A number of years later he opened his own faith home in Hauptweil, Thurgau, Switzerland, where he employed the methods he had seen used at Mannedorf. Stockmayer taught that "the soul is the life of the body" and that God did not intend for His saving and sanctifying ministry to stop with renewal of the soul. Since man was created for the glory of God, he was to do God's will and fulfill every work the person was called to. To accomplish a man's body as well as his soul must be at the absolute disposal of God. Stockmayer believed that healing was available from the atonement, but allowed that God could use sickness, for a time, to purify or humble an individual. He also saw healing as an evangelistic tool. Pastor Stockmayer had a major influence on Elizabeth Baxter who later opened Bethshan Healing Home in London England.

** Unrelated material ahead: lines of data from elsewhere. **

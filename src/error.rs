//! Error types for the timer engine

use thiserror::Error;

/// Reasons an edit-time intent leaves the clock untouched
#[derive(Debug, Clone, PartialEq, Eq, Error)]
pub enum EditError {
    #[error("Malformed time literal: {input:?}")]
    Malformed { input: String },

    #[error("Time cannot be edited while the timer is running")]
    Running,
}

/// Errors returned to callers of the engine handle
#[derive(Debug, Clone, PartialEq, Eq, Error)]
pub enum EngineError {
    #[error(transparent)]
    Edit(#[from] EditError),

    #[error("Timer engine is no longer running")]
    Closed,
}
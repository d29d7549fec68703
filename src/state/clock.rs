//! Parsing and formatting of `minutes:seconds` clock text

use crate::error::EditError;

/// Parse a `minutes:seconds` literal into a total number of seconds.
///
/// The text is split once on the first colon. Both halves must be
/// non-negative integers, and a blank half counts as zero (`"5:"` is five
/// minutes). Seconds of 60 or more are taken literally, so `"2:90"` yields
/// 210.
pub fn parse_clock(input: &str) -> Result<i64, EditError> {
    let malformed = || EditError::Malformed {
        input: input.to_string(),
    };

    let (minutes, seconds) = input.split_once(':').ok_or_else(malformed)?;
    let minutes = parse_part(minutes).ok_or_else(malformed)?;
    let seconds = parse_part(seconds).ok_or_else(malformed)?;

    minutes
        .checked_mul(60)
        .and_then(|total| total.checked_add(seconds))
        .ok_or_else(malformed)
}

fn parse_part(part: &str) -> Option<i64> {
    let part = part.trim();
    if part.is_empty() {
        return Some(0);
    }
    // i64::from_str accepts a leading '+' or '-'
    if !part.bytes().all(|b| b.is_ascii_digit()) {
        return None;
    }
    part.parse().ok()
}

/// Render seconds as `M:SS`, with a leading minus for negative values
pub fn format_clock(total_seconds: i64) -> String {
    let sign = if total_seconds < 0 { "-" } else { "" };
    let abs = total_seconds.unsigned_abs();
    format!("{}{}:{:02}", sign, abs / 60, abs % 60)
}
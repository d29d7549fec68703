//! Signal handling for graceful shutdown

use signal_hook::consts::{SIGINT, SIGTERM};
use signal_hook_tokio::Signals;
use futures::stream::StreamExt;
use tracing::{info, warn};

/// Wait for SIGTERM or SIGINT.
///
/// Falls back to tokio's Ctrl-C listener if the signal stream cannot be
/// registered.
pub async fn shutdown_signal() {
    let mut signals = match Signals::new([SIGTERM, SIGINT]) {
        Ok(signals) => signals,
        Err(e) => {
            warn!("Failed to register signal handler, listening for Ctrl-C only: {}", e);
            if let Err(e) = tokio::signal::ctrl_c().await {
                warn!("Failed to listen for Ctrl-C: {}", e);
            }
            return;
        }
    };

    if let Some(signal) = signals.next().await {
        info!("Received signal: {}", signal);
    }
    signals.handle().close();
}
//! Timer state structure and its transitions

use serde::{Deserialize, Serialize};

use super::{clock::parse_clock, Intent, ModeCatalogue, ModeKey};
use crate::error::EditError;

/// Countdown state: the active mode, the time left and whether it is counting
#[derive(Debug, Clone, PartialEq, Eq, Serialize, Deserialize)]
#[serde(rename_all = "camelCase")]
pub struct TimerState {
    pub active_mode: ModeKey,
    /// Seconds left; may reach zero or go negative through edits and increments
    pub remaining_seconds: i64,
    pub is_running: bool,
}

impl TimerState {
    /// Create an idle timer loaded with the mode's full duration
    pub fn new(mode: ModeKey, catalogue: &ModeCatalogue) -> Self {
        Self {
            active_mode: mode,
            remaining_seconds: catalogue.duration_seconds(mode),
            is_running: false,
        }
    }

    /// Apply a single intent in place.
    ///
    /// Only `EditTime` can fail; on failure the state is left untouched.
    pub fn apply(&mut self, intent: &Intent, catalogue: &ModeCatalogue) -> Result<(), EditError> {
        match intent {
            Intent::SelectMode(mode) => self.select_mode(*mode, catalogue),
            Intent::ToggleRun => self.toggle_run(),
            Intent::Reset => self.reset(catalogue),
            Intent::Increment(delta) => self.increment(*delta),
            Intent::EditTime(text) => return self.edit_time(text),
        }
        Ok(())
    }

    pub fn select_mode(&mut self, mode: ModeKey, catalogue: &ModeCatalogue) {
        self.active_mode = mode;
        self.remaining_seconds = catalogue.duration_seconds(mode);
        self.is_running = false;
    }

    pub fn toggle_run(&mut self) {
        self.is_running = !self.is_running;
    }

    pub fn reset(&mut self, catalogue: &ModeCatalogue) {
        self.remaining_seconds = catalogue.duration_seconds(self.active_mode);
        self.is_running = false;
    }

    pub fn increment(&mut self, delta_seconds: i64) {
        self.remaining_seconds = self.remaining_seconds.saturating_add(delta_seconds);
    }

    /// Replace the remaining time from a `minutes:seconds` literal.
    ///
    /// Refused while running.
    pub fn edit_time(&mut self, text: &str) -> Result<(), EditError> {
        if self.is_running {
            return Err(EditError::Running);
        }
        self.remaining_seconds = parse_clock(text)?;
        Ok(())
    }

    /// Decrement by one second; a no-op unless running with time left
    pub fn tick(&mut self) {
        if self.should_tick() {
            self.remaining_seconds -= 1;
        }
    }

    /// Whether the tick source should be armed for this state
    pub fn should_tick(&self) -> bool {
        self.is_running && self.remaining_seconds > 0
    }
}
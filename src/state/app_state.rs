//! Main application state management

use std::{
    sync::{Arc, Mutex},
    time::Instant,
};
use chrono::{DateTime, Utc};
use tracing::debug;

use super::{Intent, ModeCatalogue, TimerState};
use crate::{error::EngineError, tasks::EngineHandle};

/// Shared state handed to every HTTP handler
#[derive(Debug)]
pub struct AppState {
    /// Client side of the timer engine task
    pub engine: EngineHandle,
    /// Server metadata
    pub start_time: Instant,
    pub port: u16,
    pub host: String,
    /// Last action tracking
    pub last_action: Arc<Mutex<Option<String>>>,
    pub last_action_time: Arc<Mutex<Option<DateTime<Utc>>>>,
}

impl AppState {
    /// Create a new AppState around a running engine
    pub fn new(engine: EngineHandle, port: u16, host: String) -> Self {
        Self {
            engine,
            start_time: Instant::now(),
            port,
            host,
            last_action: Arc::new(Mutex::new(None)),
            last_action_time: Arc::new(Mutex::new(None)),
        }
    }

    /// Forward a user intent to the engine.
    ///
    /// Only intents the engine accepts are recorded as the last action.
    pub async fn dispatch(&self, intent: Intent) -> Result<TimerState, EngineError> {
        debug!("Dispatching {} intent", intent.name());
        let action = intent.name();
        let timer = self.engine.send(intent).await?;

        if let Ok(mut last_action) = self.last_action.lock() {
            *last_action = Some(action.to_string());
        }
        if let Ok(mut last_time) = self.last_action_time.lock() {
            *last_time = Some(Utc::now());
        }

        Ok(timer)
    }

    /// Get current timer state
    pub fn get_timer_state(&self) -> TimerState {
        self.engine.snapshot()
    }

    pub fn catalogue(&self) -> &ModeCatalogue {
        self.engine.catalogue()
    }

    /// Calculate server uptime as a formatted string
    pub fn get_uptime(&self) -> String {
        let duration = self.start_time.elapsed();
        let hours = duration.as_secs() / 3600;
        let minutes = (duration.as_secs() % 3600) / 60;
        let seconds = duration.as_secs() % 60;

        if hours > 0 {
            format!("{}h {}m {}s", hours, minutes, seconds)
        } else if minutes > 0 {
            format!("{}m {}s", minutes, seconds)
        } else {
            format!("{}s", seconds)
        }
    }

    /// Get last action information
    pub fn get_last_action(&self) -> (Option<String>, Option<DateTime<Utc>>) {
        let last_action = self.last_action.lock().ok().and_then(|a| a.clone());
        let last_action_time = self.last_action_time.lock().ok().and_then(|t| *t);
        (last_action, last_action_time)
    }
}
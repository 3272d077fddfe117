use std::any::{self, Any, TypeId};

/// A type-erased cell that remembers the type of the value it holds
///
/// A cell is either empty or holds exactly one value. The recorded type tag is
/// set together with the value and only changes when a new value is written.
/// An empty cell reports `()` as its type and never matches a typed access.
///
/// # Examples
///
/// ```
/// use sovran_attributes::AnyValue;
///
/// let mut cell = AnyValue::new(42u32);
/// assert!(cell.is_type::<u32>());
/// assert_eq!(cell.downcast_ref::<u32>(), Some(&42));
/// assert_eq!(cell.downcast_ref::<i64>(), None);
///
/// cell.set("now a string".to_string());
/// assert!(cell.is_type::<String>());
/// ```
#[derive(Debug)]
pub struct AnyValue {
    type_id: TypeId,
    type_name: &'static str,
    value: Option<Box<dyn Any + Send + Sync>>,
}

impl AnyValue {
    /// Create a cell holding `value`
    pub fn new<T: Any + Send + Sync>(value: T) -> Self {
        Self {
            type_id: TypeId::of::<T>(),
            type_name: any::type_name::<T>(),
            value: Some(Box::new(value)),
        }
    }

    /// Create an empty cell
    pub fn empty() -> Self {
        Self {
            type_id: TypeId::of::<()>(),
            type_name: any::type_name::<()>(),
            value: None,
        }
    }

    /// Returns true if the cell holds no value
    pub fn is_empty(&self) -> bool {
        self.value.is_none()
    }

    /// The `TypeId` of the held value, or of `()` when empty
    pub fn type_id(&self) -> TypeId {
        self.type_id
    }

    /// The type name of the held value, for diagnostics only
    pub fn type_name(&self) -> &'static str {
        self.type_name
    }

    /// Check if the cell holds a value of type T
    pub fn is_type<T: 'static>(&self) -> bool {
        self.value.is_some() && self.type_id == TypeId::of::<T>()
    }

    /// Get a reference to the held value if it is of type T
    pub fn downcast_ref<T: 'static>(&self) -> Option<&T> {
        self.value.as_ref()?.downcast_ref::<T>()
    }

    /// Get a mutable reference to the held value if it is of type T
    pub fn downcast_mut<T: 'static>(&mut self) -> Option<&mut T> {
        self.value.as_mut()?.downcast_mut::<T>()
    }

    /// Replace the held value, and its type tag, with `value`
    pub fn set<T: Any + Send + Sync>(&mut self, value: T) {
        *self = Self::new(value);
    }

    /// Move the held value out if it is of type T, leaving the cell empty
    ///
    /// On a type mismatch the cell is left untouched and `None` is returned.
    pub fn take<T: 'static>(&mut self) -> Option<T> {
        if !self.is_type::<T>() {
            return None;
        }
        let boxed = self.value.take()?;
        self.reset();
        boxed.downcast::<T>().ok().map(|value| *value)
    }

    /// Drop the held value, leaving the cell empty
    pub fn reset(&mut self) {
        *self = Self::empty();
    }
}

impl Default for AnyValue {
    fn default() -> Self {
        Self::empty()
    }
}
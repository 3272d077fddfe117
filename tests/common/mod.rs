//! Log capture for asserting on `tracing` output in tests

use parking_lot::Mutex;
use std::io::Write;
use std::sync::Arc;
use tracing_subscriber::fmt::MakeWriter;

/// A writer that captures formatted log output to a buffer
#[derive(Clone, Default)]
pub struct LogCapture {
    buffer: Arc<Mutex<Vec<u8>>>,
}

impl LogCapture {
    /// Runs `f` with a subscriber that writes into this capture
    pub fn scoped<R>(&self, f: impl FnOnce() -> R) -> R {
        let subscriber = tracing_subscriber::fmt()
            .with_writer(self.clone())
            .with_ansi(false)
            .with_max_level(tracing::Level::TRACE)
            .finish();
        tracing::subscriber::with_default(subscriber, f)
    }

    /// Get all captured log lines
    pub fn lines(&self) -> Vec<String> {
        let buffer = self.buffer.lock();
        String::from_utf8_lossy(&buffer)
            .lines()
            .map(|s| s.to_string())
            .collect()
    }

    /// Number of captured `bad type` diagnostics
    pub fn bad_type_count(&self) -> usize {
        self.lines()
            .iter()
            .filter(|line| line.contains("ERROR") && line.contains("bad type"))
            .count()
    }
}

/// Writer instance for a single log event
pub struct LogCaptureWriter {
    buffer: Arc<Mutex<Vec<u8>>>,
}

impl Write for LogCaptureWriter {
    fn write(&mut self, buf: &[u8]) -> std::io::Result<usize> {
        self.buffer.lock().extend_from_slice(buf);
        Ok(buf.len())
    }

    fn flush(&mut self) -> std::io::Result<()> {
        Ok(())
    }
}

impl<'a> MakeWriter<'a> for LogCapture {
    type Writer = LogCaptureWriter;

    fn make_writer(&'a self) -> Self::Writer {
        LogCaptureWriter {
            buffer: Arc::clone(&self.buffer),
        }
    }
}
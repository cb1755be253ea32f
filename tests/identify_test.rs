mod common;

use chrono::NaiveDate;
use pretty_assertions::assert_eq;
use tokio_util::sync::CancellationToken;
use wiremock::matchers::{method, path, query_param};
use wiremock::{Mock, MockServer, ResponseTemplate};

use jinjiang::{MetadataRecord, MetadataSource, create_result_channel};

use common::*;

async fn identify(server: &MockServer, query: &jinjiang::LookupQuery) -> (usize, Vec<MetadataRecord>) {
    let source = source_for(server);
    let (tx, rx) = create_result_channel();
    let count = source.identify(query, &tx, &CancellationToken::new()).await;
    drop(tx);
    (count, rx.drain_metadata())
}

fn date(y: i32, m: u32, d: u32, h: u32, min: u32, s: u32) -> chrono::NaiveDateTime {
    NaiveDate::from_ymd_opt(y, m, d)
        .and_then(|day| day.and_hms_opt(h, min, s))
        .unwrap()
}

#[tokio::test]
async fn identify_by_id_reads_detail_page() {
    let server = MockServer::start().await;
    let cover = "//i9-static.jjwxc.net/tmp/backend/authorspace/s1/cover_300_420.jpg";
    mount_detail(&server, "3146241", &detail_page(cover, "1")).await;

    let (count, records) = identify(&server, &id_query("3146241")).await;

    assert_eq!(count, 1);
    assert_eq!(records.len(), 1);
    let record = &records[0];
    assert_eq!(record.title, "我五行缺你");
    assert_eq!(record.authors, vec!["西子绪"]);
    assert_eq!(record.identifier("jinjiang"), Some("3146241"));
    assert_eq!(record.tags, vec!["灵异神怪", "甜文"]);
    assert_eq!(record.publisher, "晋江文学城");
    assert_eq!(record.language, "zh_CN");
    assert_eq!(record.url, "https://www.jjwxc.net/onebook.php?novelid=3146241");
    assert_eq!(record.pubdate, Some(date(2017, 5, 1, 20, 15, 30)));
    assert!(record.comments.contains("江蓠从小五行缺你。"));
    assert_eq!(record.cover.as_deref(), Some(cover));
    assert_eq!(record.search_result_index, None);
}

#[tokio::test]
async fn author_space_cover_is_upgraded_to_original() {
    let server = MockServer::start().await;
    let cover = "https://authorspace.jjwxc.net/upload/2021/cover_300_420.png";
    mount_detail(&server, "3146241", &detail_page(cover, "1")).await;

    let (_, records) = identify(&server, &id_query("3146241")).await;

    assert_eq!(
        records[0].cover.as_deref(),
        Some("https://authorspace.jjwxc.net/upload/2021/cover.png")
    );
}

#[tokio::test]
async fn missing_custom_cover_falls_back_to_default() {
    let server = MockServer::start().await;
    mount_detail(&server, "3146241", &detail_page("", "1")).await;

    let (_, records) = identify(&server, &id_query("3146241")).await;

    let expected = format!("{}/novelimage.php?novelid=3146241", server.uri());
    assert_eq!(records[0].cover.as_deref(), Some(expected.as_str()));
}

#[tokio::test]
async fn locked_first_chapter_has_no_pubdate() {
    let server = MockServer::start().await;
    mount_detail(&server, "3146241", &detail_page("", "")).await;

    let (count, records) = identify(&server, &id_query("3146241")).await;

    assert_eq!(count, 1);
    assert_eq!(records[0].pubdate, None);
    assert_eq!(records[0].title, "我五行缺你");
}

#[tokio::test]
async fn detail_page_without_author_yields_nothing() {
    let server = MockServer::start().await;
    let page = detail_page("", "1").replace("itemprop=\"author\"", "itemprop=\"creator\"");
    mount_detail(&server, "3146241", &page).await;

    let (count, records) = identify(&server, &id_query("3146241")).await;

    assert_eq!(count, 0);
    assert!(records.is_empty());
}

#[tokio::test]
async fn server_error_yields_nothing() {
    let server = MockServer::start().await;
    Mock::given(method("GET"))
        .and(path("/onebook.php"))
        .respond_with(ResponseTemplate::new(500))
        .mount(&server)
        .await;

    let (count, records) = identify(&server, &id_query("3146241")).await;

    assert_eq!(count, 0);
    assert!(records.is_empty());
}

#[tokio::test]
async fn title_search_emits_ranked_results() {
    let server = MockServer::start().await;
    let page = SEARCH_PRIMARY.replace(
        "{{SECOND_LINK}}",
        "https://www.jjwxc.net/onebook.php?novelid=3300001",
    );
    mount_search(&server, &page).await;

    let (count, records) = identify(&server, &title_query("天官赐福")).await;

    assert_eq!(count, 3);
    let indices: Vec<_> = records.iter().map(|r| r.search_result_index).collect();
    assert_eq!(indices, vec![Some(0), Some(1), Some(2)]);

    let first = &records[0];
    assert_eq!(first.title, "天官赐福");
    assert_eq!(first.authors, vec!["墨香铜臭"]);
    assert_eq!(first.identifier("jinjiang"), Some("3200611"));
    assert_eq!(first.url, "http://www.jjwxc.net/onebook.php?novelid=3200611");
    assert_eq!(first.pubdate, Some(date(2017, 6, 30, 0, 0, 0)));
    assert_eq!(
        first.cover,
        Some(format!("{}/novelimage.php?novelid=3200611", server.uri()))
    );
    assert!(first.comments.contains("太子殿下"));

    let third = &records[2];
    assert_eq!(third.identifier("jinjiang"), Some("4000003"));
    assert_eq!(third.url, "https://www.jjwxc.net/onebook.php?novelid=4000003");
}

#[tokio::test]
async fn skipped_card_keeps_its_rank() {
    let server = MockServer::start().await;
    let page = SEARCH_PRIMARY.replace("{{SECOND_LINK}}", "https://www.example.com/book/9");
    mount_search(&server, &page).await;

    let (count, records) = identify(&server, &title_query("天官赐福")).await;

    assert_eq!(count, 2);
    let indices: Vec<_> = records.iter().map(|r| r.search_result_index).collect();
    assert_eq!(indices, vec![Some(0), Some(2)]);
}

#[tokio::test]
async fn ranking_follows_page_order() {
    let server = MockServer::start().await;
    let page = SEARCH_PRIMARY.replace(
        "{{SECOND_LINK}}",
        "https://www.jjwxc.net/onebook.php?novelid=3300001",
    );
    mount_search(&server, &page).await;

    let query = title_query("天官赐福");
    let (_, mut records) = identify(&server, &query).await;
    records.reverse();

    let source = source_for(&server);
    records.sort_by_key(source.identify_results_keygen(&query));

    let ids: Vec<_> = records.iter().filter_map(|r| r.identifier("jinjiang")).collect();
    assert_eq!(ids, vec!["3200611", "3300001", "4000003"]);
}

#[tokio::test]
async fn empty_site_search_reads_web_results() {
    let server = MockServer::start().await;
    mount_search(&server, SEARCH_WEB).await;

    let (count, records) = identify(&server, &title_query("岁月间")).await;

    assert_eq!(count, 1);
    let record = &records[0];
    assert_eq!(record.title, "岁月间");
    assert_eq!(record.authors, vec!["静水边"]);
    assert_eq!(record.identifier("jinjiang"), Some("2374843"));
    assert_eq!(record.search_result_index, Some(0));
    assert_eq!(record.pubdate, Some(date(2015, 3, 4, 0, 0, 0)));
}

#[tokio::test]
async fn missing_banner_yields_nothing() {
    let server = MockServer::start().await;
    mount_search(&server, "<html><body><div id=\"search_result\"></div></body></html>").await;

    let (count, records) = identify(&server, &title_query("天官赐福")).await;

    assert_eq!(count, 0);
    assert!(records.is_empty());
}

#[tokio::test]
async fn empty_title_still_searches() {
    let server = MockServer::start().await;
    Mock::given(method("GET"))
        .and(path("/search.php"))
        .and(query_param("kw", ""))
        .and(query_param("t", "1"))
        .respond_with(gb_page(SEARCH_WEB))
        .expect(1)
        .mount(&server)
        .await;

    let query = jinjiang::LookupQuery::builder().build();
    identify(&server, &query).await;
}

Stockmayer's name became synonymous with the Keswick or Holiness Movement in England, Germany, and the United States. He was a regular speaker at Keswick, England and at Christian and Missionary Alliance Meetings in the United States. He traveled to the United States several times between 1882 and 1904. Stockmayer was considered, for a time, as having some controversial teachings. He expressed extreme views on the rapture and holiness. He later recanted these and returned to the mainstream of the Christian Holiness Movement. He was later looked to by many in the Holiness Movement for direction and teaching on "tongues" and the Pentecostal Movement. His initial attitude was "be loving but be wary." He believed many things done in the name of Pentecostalism were unscriptural and potentially dangerous. His teachings were widely shared in Holiness circles. In 1909 Stockmayer signed the Berlin Declaration, which stated the Pentecostalism was not of God but in reality was a work of Satan.

Stockmayer continued to minister and write until his death in 1917. Over the years he was a very prolific writer. He wrote dozens of books in his native German, covering a wide variety of topics. A few have been translated into English. Of those many were published by Michael and Elizabeth Baxter in London, Stockmayer's lifelong friends and supporters.

Trudel, Zeller, and Blumhardt focused their healing work on local ministry. Otto Stockmayer became the propagator of the divine healing movement in Europe. His book "Sickness and the Gospel" became the foundation for healing teachings throughout Europe and the United States. He influenced A. J. Gordon who called him "theologian of the doctrine of healing by faith."